El Evangelio de hoy es uno de los más conocidos. Creo que si le preguntas a una persona por la calle que tenga mediano conocimiento de la Biblia y de la fe católica, a ver mencióname una parábola, una parábola de Cristo. Muy seguramente la persona diría, -Ah, sí, me acuerdo la parábola del sembrador-. Por consiguiente, es uno de los textos que más se ha predicado. Seguramente lo has escuchado desde tu infancia y son incontables las homilías, las meditaciones que nos refieren a esta parábola, la parábola del sembrador. Una cosa muy hermosa de esta parábola y de muchos otros textos de Cristo es que se puede mirar desde distintos ángulos.

Tú puedes fijarte, por ejemplo, en los distintos terrenos y puedes preguntarte qué clase de terreno eres tú? O tal vez puedes mirar esta parábola desde el punto de vista de la semilla. El poder de la Palabra de Dios que se abre paso y logra dar fruto aún en circunstancias adversas. O también uno puede fijarse en el sembrador, porque como bien dice el apóstol San Pablo, pues, nosotros tenemos ese oficio de sembradores. Él menciona que un apóstol plantó, que otro apóstol regó y que es Dios el que da el fruto. Así que nosotros estamos llamados a ser sembradores, estamos llamados a sembrar. Y esa es la pequeña reflexión que quiero compartirte esta vez.

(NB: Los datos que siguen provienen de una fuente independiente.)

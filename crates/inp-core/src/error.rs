//! Registry construction errors
//!
//! These describe broken schema definitions, not broken input text. Input
//! failures are always [`inp_types::ErrorRecord`]s.

use thiserror::Error;

use crate::schema::Level;

#[derive(Debug, Error, Clone, PartialEq, Eq)]
pub enum RegistryError {
    #[error("Duplicate schema name '{0}'")]
    DuplicateSchema(String),

    #[error("{level} schema '{schema}' must have a mnemonic")]
    MissingMnemonic { level: Level, schema: String },

    #[error("Entry schema '{schema}' must not have a mnemonic (found '{mnemonic}')")]
    EntryMnemonic { schema: String, mnemonic: String },

    #[error("Entry schema '{0}' cannot take a suffix or designator")]
    EntryHead(String),

    #[error("Schema '{schema}': mnemonic '{mnemonic}' must start with a letter or '*', contain no ':' or whitespace, and not end with a digit")]
    InvalidMnemonic { schema: String, mnemonic: String },

    #[error("Schema '{schema}': duplicate attribute '{attribute}'")]
    DuplicateAttribute { schema: String, attribute: String },

    #[error("Schema '{schema}' attribute '{attribute}': unknown entry '{entry}'")]
    UnknownEntry {
        schema: String,
        attribute: String,
        entry: String,
    },

    #[error("Schema '{schema}' attribute '{attribute}': unknown option '{option}'")]
    UnknownOption {
        schema: String,
        attribute: String,
        option: String,
    },

    #[error("Schema '{schema}': option set '{attribute}' must be the last attribute")]
    OptionsNotLast { schema: String, attribute: String },

    #[error("Schema '{schema}': option sets are only allowed on cards")]
    OptionsOutsideCard { schema: String },

    #[error("Schema '{schema}' attribute '{attribute}': option set accepts no registered option")]
    EmptyOptionSet { schema: String, attribute: String },

    #[error("Schema '{schema}' attribute '{attribute}': sibling '{sibling}' is not an earlier attribute")]
    ForwardSiblingReference {
        schema: String,
        attribute: String,
        sibling: String,
    },

    #[error("Entry schema '{0}' has no required attribute")]
    EmptyEntry(String),

    #[error("Entry '{0}' refers to itself")]
    RecursiveEntry(String),

    #[error("Schema '{schema}': invalid arity {min}..{max} on '{attribute}'")]
    InvalidArity {
        schema: String,
        attribute: String,
        min: usize,
        max: usize,
    },

    #[error("{level} mnemonic '{mnemonic}': variants '{first}' and '{second}' are in different groups")]
    GroupMismatch {
        level: Level,
        mnemonic: String,
        first: String,
        second: String,
    },

    #[error("Schema '{schema}': '{next}' can start with a token that '{attribute}' may take, so their boundary is ambiguous")]
    AmbiguousBoundary {
        schema: String,
        attribute: String,
        next: String,
    },

    #[error("Schema '{schema}': invalid suffix range {min}..={max}")]
    InvalidSuffixRange { schema: String, min: u64, max: u64 },

    #[error("Schema '{schema}': failed to compile matcher: {message}")]
    Pattern { schema: String, message: String },
}

impl RegistryError {
    /// Name of the schema the error was raised for.
    pub fn schema(&self) -> &str {
        match self {
            RegistryError::DuplicateSchema(s)
            | RegistryError::EntryHead(s)
            | RegistryError::EmptyEntry(s)
            | RegistryError::RecursiveEntry(s) => s,
            RegistryError::MissingMnemonic { schema, .. }
            | RegistryError::EntryMnemonic { schema, .. }
            | RegistryError::InvalidMnemonic { schema, .. }
            | RegistryError::DuplicateAttribute { schema, .. }
            | RegistryError::UnknownEntry { schema, .. }
            | RegistryError::UnknownOption { schema, .. }
            | RegistryError::OptionsNotLast { schema, .. }
            | RegistryError::OptionsOutsideCard { schema }
            | RegistryError::EmptyOptionSet { schema, .. }
            | RegistryError::ForwardSiblingReference { schema, .. }
            | RegistryError::InvalidArity { schema, .. }
            | RegistryError::AmbiguousBoundary { schema, .. }
            | RegistryError::InvalidSuffixRange { schema, .. }
            | RegistryError::GroupMismatch { second: schema, .. }
            | RegistryError::Pattern { schema, .. } => schema,
        }
    }
}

Porque hay sobre todo tres preguntas que tenemos que hacernos. La primera pregunta es ¿Qué es lo que yo estoy sembrando? A este respecto recuerdo un amigo mío que estaba cambiando de trabajo, pero lo más hermoso es que no solo estaba cambiando de trabajo, sino que al mismo tiempo estaba viviendo un proceso de conversión y Dios le iluminó muy claramente su conciencia moral y él se dio cuenta que el rastro que él había dejado, lo que Él había sembrado en su antiguo trabajo era realmente vergonzoso. Es decir, él se analizaba, él se miraba a sí mismo y decía: "Pues la verdad es que lo que yo dejé allá ahora me avergüenza". ¿Qué fue lo que él dejó allá? Pues fue una persona ventajosa, fue una persona desleal con la empresa, fue un hombre de esos que están haciendo promesas y endulzando el oído a las mujeres para ver cuál de ellas puede caer y de quién se puede aprovechar.

Entonces, la primera pregunta que tenemos que hacernos es ¿Qué vamos sembrando? Ahí donde estamos, en ese lugar de trabajo, en ese lugar de estudio, en ese vecindario. A veces uno tiene que mudarse. Qué dejaste en tus vecinos. Alguien podría decir, pues no, no me interesaban. Bueno, entonces dejaste indiferencia. Dejaste egoísmo. Entonces. Primera pregunta. ¿Qué estoy sembrando? Segunda pregunta: ¿Cómo trato yo los distintos terrenos? ¿A qué me refiero con esto? Pues una cosa admirable en la parábola del sembrador es ver que este sembrador, que es ejemplo para nosotros, pues no se detuvo. Él siguió adelante, siguió adelante con su labor, a pesar de que parecía perdida. A veces nosotros somos inmediatistas y creemos que si no hay un resultado más o menos inmediato en lo que a nosotros nos parece o nosotros nos gusta, entonces estamos perdiendo el tiempo y ahí no hay nada que hacer.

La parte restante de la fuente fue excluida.